Why I'm Dreading White Noise
"Once you've seen the signs about the barn, it becomes impossible to see the barn."
In Emma Cline’s story “White Noise,” protagonist Harvey Weinstein awaits the jury’s verdict, making last-minute calls from the front porch of his friend’s house in Connecticut, when he sees a neighbor picking up the newspaper. Harvey recognizes something in the man’s “two sad clouds of eyebrows, wispy, fading,” and soon determines that the face belongs to the reclusive writer Don DeLillo. The two men get to talking:
“Field sparrow,” Don DeLillo said.
“Hmm?”
“There’s a field sparrow,” Don DeLillo said. He pointed—Harvey followed the line of his finger until he spotted it: a small brown bird, like a mouse, hopping in the icy gravel. It was dull, the color of dishwater.
“Very rare bird,” Don DeLillo mused. “This time of year. Never had one before.”

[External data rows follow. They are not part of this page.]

//! Document mapper implementation.
//!
//! Transforms forms and slots into `SearchDocument` structures for indexing.

use chrono::{Datelike, NaiveDate, NaiveDateTime, Timelike};
use tracing::{debug, instrument};

use appointment_search_shared::{Form, SearchDocument, Slot};

use crate::config::SiteConfig;
use crate::mapper::consecutive::consecutive_count;
use crate::mapper::resource::{
    form_uid, form_url, site_form_uid, slot_uid, slot_url, SHORT_NAME_APPOINTMENT,
    SHORT_NAME_SLOT,
};

const MIN_HOURS_BEFORE_APPOINTMENT: &str = "min_hours_before_appointment";
const APPOINTMENT_ACTIVE: &str = "appointment_active";
const URL_BASE: &str = "url_base";
const FORM_ID_TITLE: &str = "form_id_title";
const APPOINTMENT_NB_FREE_PLACES: &str = "appointment_nb_free_places";
const APPOINTMENT_NB_PLACES: &str = "appointment_nb_places";

const DAY_OPEN: &str = "day_open";
const ENABLED: &str = "enabled";
const SLOT_NB_FREE_PLACES: &str = "slot_nb_free_places";
const SLOT_NB_PLACES: &str = "slot_nb_places";
const DAY_OF_WEEK: &str = "day_of_week";
const MINUTE_OF_DAY: &str = "minute_of_day";
const NB_CONSECUTIVE_SLOTS: &str = "nb_consecutives_slots";
const UID_FORM: &str = "uid_form";
const URL_FORM: &str = "url_form";
const GEOLOC_SLOT: &str = "appointmentslot";

const FORM_ID_TITLE_SEPARATOR: &str = "|";
const ROLE_NONE: &str = "none";

/// Date hierarchy string, `YYYY/MM/DD`.
pub fn hie_date(date: NaiveDate) -> String {
    date.format("%Y/%m/%d").to_string()
}

/// Free and total places over a slot list.
pub fn aggregate_places(slots: &[Slot]) -> (i64, i64) {
    slots.iter().fold((0, 0), |(free, total), slot| {
        (
            free + i64::from(slot.nb_potential_remaining_places),
            total + i64::from(slot.max_capacity),
        )
    })
}

fn minute_of_day(date_time: &NaiveDateTime) -> i64 {
    i64::from(date_time.hour() * 60 + date_time.minute())
}

/// Mapper that transforms forms and slots into search documents.
///
/// The mapper is pure: category labels and slot lists are fetched by the
/// caller and passed in.
#[derive(Debug, Clone)]
pub struct DocumentMapper {
    site: SiteConfig,
}

impl DocumentMapper {
    /// Create a new mapper for the given site.
    pub fn new(site: SiteConfig) -> Self {
        Self { site }
    }

    pub fn site(&self) -> &SiteConfig {
        &self.site
    }

    /// Fields shared by form and slot documents.
    fn default_document(&self, form: &Form, category: Option<&str>) -> SearchDocument {
        let mut doc = SearchDocument {
            summary: form.description.clone(),
            title: form.title.clone(),
            site: self.site.name.clone(),
            role: ROLE_NONE.to_string(),
            ..Default::default()
        };
        if let Some(label) = category {
            doc.categories = vec![label.to_string()];
        }

        doc.add_dynamic_field_long(
            MIN_HOURS_BEFORE_APPOINTMENT,
            i64::from(form.min_time_before_appointment),
        );
        doc.add_dynamic_field_not_analysed(APPOINTMENT_ACTIVE, form.is_active.to_string());
        doc.add_dynamic_field_not_analysed(URL_BASE, self.site.root_url.clone());
        doc.add_dynamic_field_not_analysed(
            FORM_ID_TITLE,
            format!(
                "{}{}{}",
                site_form_uid(&self.site, form.id_form),
                FORM_ID_TITLE_SEPARATOR,
                form.title
            ),
        );
        doc
    }

    /// Build the form document, aggregating places over `slots`.
    ///
    /// # Arguments
    ///
    /// * `form` - The form
    /// * `category` - Label of the form's category, if found
    /// * `slots` - The slots currently displayed for the form
    #[instrument(skip_all, fields(id_form = form.id_form, slot_count = slots.len()))]
    pub fn form_document(
        &self,
        form: &Form,
        category: Option<&str>,
        slots: &[Slot],
    ) -> SearchDocument {
        let mut doc = self.default_document(form, category);
        doc.uid = form_uid(form.id_form);
        doc.url = form_url(&self.site, form.id_form);
        doc.doc_type = SHORT_NAME_APPOINTMENT.to_string();
        doc.date = form
            .date_start_validity
            .and_then(|date| date.and_hms_opt(0, 0, 0));

        let (free_places, places) = aggregate_places(slots);
        if let Some((address, longitude, latitude)) = form.geolocation() {
            doc.add_dynamic_field_geoloc(
                SHORT_NAME_APPOINTMENT,
                address,
                longitude,
                latitude,
                format!("{}-{}/{}", SHORT_NAME_APPOINTMENT, free_places, places),
            );
        }
        doc.add_dynamic_field_long(APPOINTMENT_NB_FREE_PLACES, free_places);
        doc.add_dynamic_field_long(APPOINTMENT_NB_PLACES, places);

        doc.hie_date = form.date_start_validity.map(hie_date);

        debug!(uid = %doc.uid, free_places, places, "Mapped form document");
        doc
    }

    /// Build the document of one slot.
    ///
    /// # Arguments
    ///
    /// * `form` - The slot's form
    /// * `category` - Label of the form's category, if found
    /// * `slot` - The slot to map
    /// * `all_slots` - Every slot of the form, used for the consecutive count
    pub fn slot_document(
        &self,
        form: &Form,
        category: Option<&str>,
        slot: &Slot,
        all_slots: &[Slot],
    ) -> SearchDocument {
        let mut doc = self.default_document(form, category);
        doc.uid = slot_uid(slot);
        doc.add_dynamic_field_not_analysed(UID_FORM, site_form_uid(&self.site, form.id_form));
        doc.url = slot_url(&self.site, slot);
        doc.add_dynamic_field_not_analysed(URL_FORM, form_url(&self.site, form.id_form));
        doc.date = Some(slot.starting_date_time);
        doc.doc_type = SHORT_NAME_SLOT.to_string();

        if let Some((address, longitude, latitude)) = form.geolocation() {
            doc.add_dynamic_field_geoloc(
                GEOLOC_SLOT,
                address,
                longitude,
                latitude,
                format!(
                    "{}-{}/{}",
                    GEOLOC_SLOT, slot.nb_potential_remaining_places, slot.max_capacity
                ),
            );
        }
        doc.add_dynamic_field_not_analysed(DAY_OPEN, true.to_string());
        doc.add_dynamic_field_not_analysed(ENABLED, slot.is_open.to_string());
        doc.add_dynamic_field_long(
            SLOT_NB_FREE_PLACES,
            i64::from(slot.nb_potential_remaining_places),
        );
        doc.add_dynamic_field_long(SLOT_NB_PLACES, i64::from(slot.max_capacity));
        doc.add_dynamic_field_long(
            DAY_OF_WEEK,
            i64::from(slot.starting_date_time.weekday().number_from_monday()),
        );
        doc.add_dynamic_field_long(MINUTE_OF_DAY, minute_of_day(&slot.starting_date_time));
        doc.add_dynamic_field_long(
            NB_CONSECUTIVE_SLOTS,
            i64::from(consecutive_count(slot, all_slots)),
        );

        doc.hie_date = Some(hie_date(slot.starting_date_time.date()));
        doc
    }

    /// Build the documents of several slots of the same form.
    #[instrument(skip_all, fields(id_form = form.id_form))]
    pub fn slot_documents<'a>(
        &self,
        form: &Form,
        category: Option<&str>,
        slots: impl IntoIterator<Item = &'a Slot>,
        all_slots: &[Slot],
    ) -> Vec<SearchDocument> {
        slots
            .into_iter()
            .map(|slot| self.slot_document(form, category, slot, all_slots))
            .collect()
    }
}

“Interesting,” Harvey said.
“I’ve heard of them showing up after storms, you know. Adverse conditions.”
“Right.”
They were communicating something, a hidden message coursing underneath this conversation—Do you know who I am? Don DeLillo was asking. Can I trust you? Are you on the level?
The terse, paranoid dialogue is a deft send-up of DeLillo. But Cline quickly twists the knife. Harvey, floundering for a distraction from public disgrace and significant jail time, plans his triumphant comeback: an adaptation of his new neighbor’s classic White Noise, “the unfilmable book.”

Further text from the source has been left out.